(Stored data entries)

----------------

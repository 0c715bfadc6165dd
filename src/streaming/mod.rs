//! SSE streaming helpers
//!
//! Upstream SSE arrives in byte chunks that do not respect line or event
//! boundaries. `SseLineBuffer` re-assembles lines; `StreamAccumulator` reads
//! the `data:` payloads of an OpenAI-style stream to recover the generated
//! text, the reported usage and any in-band error.

use serde_json::Value;

use crate::billing::Usage;

/// Accumulates partial lines across chunk boundaries
///
/// ```
/// use relaygate::streaming::SseLineBuffer;
///
/// let mut buffer = SseLineBuffer::new();
/// assert!(buffer.feed(b"data: {\"a\":").is_empty());
/// assert_eq!(buffer.feed(b"1}\n\n"), vec!["data: {\"a\":1}"]);
/// ```
#[derive(Debug, Default)]
pub struct SseLineBuffer {
    incomplete: String,
}

impl SseLineBuffer {
    pub fn new() -> Self {
        Self::default()
    }

    /// Feed a chunk and return the complete, non-empty lines it finished
    ///
    /// Line endings (`\n` or `\r\n`) are stripped.
    pub fn feed(&mut self, bytes: &[u8]) -> Vec<String> {
        self.incomplete.push_str(&String::from_utf8_lossy(bytes));

        let mut lines = Vec::new();
        while let Some(pos) = self.incomplete.find('\n') {
            let rest = self.incomplete.split_off(pos + 1);
            let line = std::mem::replace(&mut self.incomplete, rest);
            let line = line.trim_end_matches(['\n', '\r']);
            if !line.is_empty() {
                lines.push(line.to_string());
            }
        }
        lines
    }

    /// Whether a truncated line is pending
    pub fn has_incomplete(&self) -> bool {
        !self.incomplete.is_empty()
    }

    pub fn remaining(&self) -> &str {
        &self.incomplete
    }
}

/// Error reported inside a stream (`data: {"error": {...}}`)
#[derive(Debug, Clone, PartialEq)]
pub struct StreamError {
    pub message: String,
    pub error_type: Option<String>,
    pub code: Option<String>,
}

/// Collects what a streamed completion produced
#[derive(Debug, Default)]
pub struct StreamAccumulator {
    lines: SseLineBuffer,
    text: String,
    usage: Option<Usage>,
    error: Option<StreamError>,
    done: bool,
}

impl StreamAccumulator {
    pub fn new() -> Self {
        Self::default()
    }

    /// Process one raw chunk
    pub fn feed(&mut self, chunk: &[u8]) {
        for line in self.lines.feed(chunk) {
            self.process_line(&line);
        }
    }

    fn process_line(&mut self, line: &str) {
        let Some(data) = line.strip_prefix("data:").map(str::trim_start) else {
            return;
        };
        if data == "[DONE]" {
            self.done = true;
            return;
        }
        let Ok(payload) = serde_json::from_str::<Value>(data) else {
            return;
        };

        if let Some(err) = payload.get("error") {
            self.error = Some(StreamError {
                message: err
                    .get("message")
                    .and_then(Value::as_str)
                    .unwrap_or("stream error")
                    .to_string(),
                error_type: err.get("type").and_then(Value::as_str).map(str::to_string),
                code: err.get("code").and_then(value_as_string),
            });
            return;
        }

        if let Some(usage) = payload
            .get("usage")
            .filter(|u| !u.is_null())
            .and_then(|u| serde_json::from_value::<Usage>(u.clone()).ok())
        {
            self.usage = Some(usage);
        }

        if let Some(choices) = payload.get("choices").and_then(Value::as_array) {
            for choice in choices {
                let piece = choice
                    .pointer("/delta/content")
                    .or_else(|| choice.get("text"))
                    .and_then(Value::as_str);
                if let Some(piece) = piece {
                    self.text.push_str(piece);
                }
            }
        }
    }

    pub fn text(&self) -> &str {
        &self.text
    }

    pub fn usage(&self) -> Option<Usage> {
        self.usage
    }

    pub fn error(&self) -> Option<&StreamError> {
        self.error.as_ref()
    }

    /// Whether the `[DONE]` marker was seen
    pub fn is_done(&self) -> bool {
        self.done
    }

    pub fn into_parts(self) -> (String, Option<Usage>) {
        (self.text, self.usage)
    }
}

/// Read a JSON value that may be a string or a number as a string
pub fn value_as_string(value: &Value) -> Option<String> {
    match value {
        Value::String(s) => Some(s.clone()),
        Value::Number(n) => Some(n.to_string()),
        _ => None,
    }
}

/// Text of a non-streamed completion body
pub fn completion_text(body: &Value) -> String {
    body.get("choices")
        .and_then(Value::as_array)
        .map(|choices| {
            choices
                .iter()
                .filter_map(|c| {
                    c.pointer("/message/content")
                        .or_else(|| c.get("text"))
                        .and_then(Value::as_str)
                })
                .collect::<Vec<_>>()
                .join("")
        })
        .unwrap_or_default()
}

/// SSE frame carrying an error, sent when a stream fails after it started
pub fn error_frame(message: &str, error_type: &str, code: &str) -> String {
    let payload = serde_json::json!({
        "error": {
            "message": message,
            "type": error_type,
            "code": code,
        }
    });
    format!("data: {}\n\ndata: [DONE]\n\n", payload)
}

----------------

**WHAT THIS TASK INVOLVES**
Here the goal is to repeat each entry exactly.

**OUTPUT BELOW**
repository 0c715bfadc6165dd
filename src/streaming/mod.rs
//! SSE streaming helpers
//!
//! Upstream SSE arrives in byte chunks that do not respect line or event
//! boundaries. `SseLineBuffer` re-assembles lines; `StreamAccumulator` reads
//! the `data:` payloads of an OpenAI-style stream to recover the generated
//! text, the reported usage and any in-band error.

use serde_json::Value;

use crate::billing::Usage;

/// Accumulates partial lines across chunk boundaries
///
/// ```
/// use relaygate::streaming::SseLineBuffer;
///
/// let mut buffer = SseLineBuffer::new();
/// assert!(buffer.feed(b"data: {\"a\":").is_empty());
/// assert_eq!(buffer.feed(b"1}\n\n"), vec!["data: {\"a\":1}"]);
/// ```
#[derive(Debug, Default)]
pub struct SseLineBuffer {
    incomplete: String,
}

impl SseLineBuffer {
    pub fn new() -> Self {
        Self::default()
    }

    /// Feed a chunk and return the complete, non-empty lines it finished
    ///
    /// Line endings (`\n` or `\r\n`) are stripped.
    pub fn feed(&mut self, bytes: &[u8]) -> Vec<String> {
        self.incomplete.push_str(&String::from_utf8_lossy(bytes));

        let mut lines = Vec::new();
        while let Some(pos) = self.incomplete.find('\n') {
            let rest = self.incomplete.split_off(pos + 1);
            let line = std::mem::replace(&mut self.incomplete, rest);
            let line = line.trim_end_matches(['\n', '\r']);
            if !line.is_empty() {
                lines.push(line.to_string());
            }
        }
        lines
    }

    /// Whether a truncated line is pending
    pub fn has_incomplete(&self) -> bool {
        !self.incomplete.is_empty()
    }

    pub fn remaining(&self) -> &str {
        &self.incomplete
    }
}

/// Error reported inside a stream (`data: {"error": {...}}`)
#[derive(Debug, Clone, PartialEq)]
pub struct StreamError {
    pub message: String,
    pub error_type: Option<String>,
    pub code: Option<String>,
}

/// Collects what a streamed completion produced
#[derive(Debug, Default)]
pub struct StreamAccumulator {
    lines: SseLineBuffer,
    text: String,
    usage: Option<Usage>,
    error: Option<StreamError>,
    done: bool,
}

impl StreamAccumulator {
    pub fn new() -> Self {
        Self::default()
    }

    /// Process one raw chunk
    pub fn feed(&mut self, chunk: &[u8]) {
        for line in self.lines.feed(chunk) {
            self.process_line(&line);
        }
    }

    fn process_line(&mut self, line: &str) {
        let Some(data) = line.strip_prefix("data:").map(str::trim_start) else {
            return;
        };
        if data == "[DONE]" {
            self.done = true;
            return;
        }
        let Ok(payload) = serde_json::from_str::<Value>(data) else {
            return;
        };

        if let Some(err) = payload.get("error") {
            self.error = Some(StreamError {
                message: err
                    .get("message")
                    .and_then(Value::as_str)
                    .unwrap_or("stream error")
                    .to_string(),
                error_type: err.get("type").and_then(Value::as_str).map(str::to_string),
                code: err.get("code").and_then(value_as_string),
            });
            return;
        }

        if let Some(usage) = payload
            .get("usage")
            .filter(|u| !u.is_null())
            .and_then(|u| serde_json::from_value::<Usage>(u.clone()).ok())
        {
            self.usage = Some(usage);
        }

        if let Some(choices) = payload.get("choices").and_then(Value::as_array) {
            for choice in choices {
                let piece = choice
                    .pointer("/delta/content")
                    .or_else(|| choice.get("text"))
                    .and_then(Value::as_str);
                if let Some(piece) = piece {
                    self.text.push_str(piece);
                }
            }
        }
    }

    pub fn text(&self) -> &str {
        &self.text
    }

    pub fn usage(&self) -> Option<Usage> {
        self.usage
    }

    pub fn error(&self) -> Option<&StreamError> {
        self.error.as_ref()
    }

    /// Whether the `[DONE]` marker was seen
    pub fn is_done(&self) -> bool {
        self.done
    }

    pub fn into_parts(self) -> (String, Option<Usage>) {
        (self.text, self.usage)
    }
}

/// Read a JSON value that may be a string or a number as a string
pub fn value_as_string(value: &Value) -> Option<String> {
    match value {
        Value::String(s) => Some(s.clone()),
        Value::Number(n) => Some(n.to_string()),
        _ => None,
    }
}

/// Text of a non-streamed completion body
pub fn completion_text(body: &Value) -> String {
    body.get("choices")
        .and_then(Value::as_array)
        .map(|choices| {
            choices
                .iter()
                .filter_map(|c| {
                    c.pointer("/message/content")
                        .or_else(|| c.get("text"))
                        .and_then(Value::as_str)
                })
                .collect::<Vec<_>>()
                .join("")
        })
        .unwrap_or_default()
}

/// SSE frame carrying an error, sent when a stream fails after it started
pub fn error_frame(message: &str, error_type: &str, code: &str) -> String {
    let payload = serde_json::json!({
        "error": {
            "message": message,
            "type": error_type,
            "code": code,
        }
    });
    format!("data: {}\n\ndata: [DONE]\n\n", payload)
}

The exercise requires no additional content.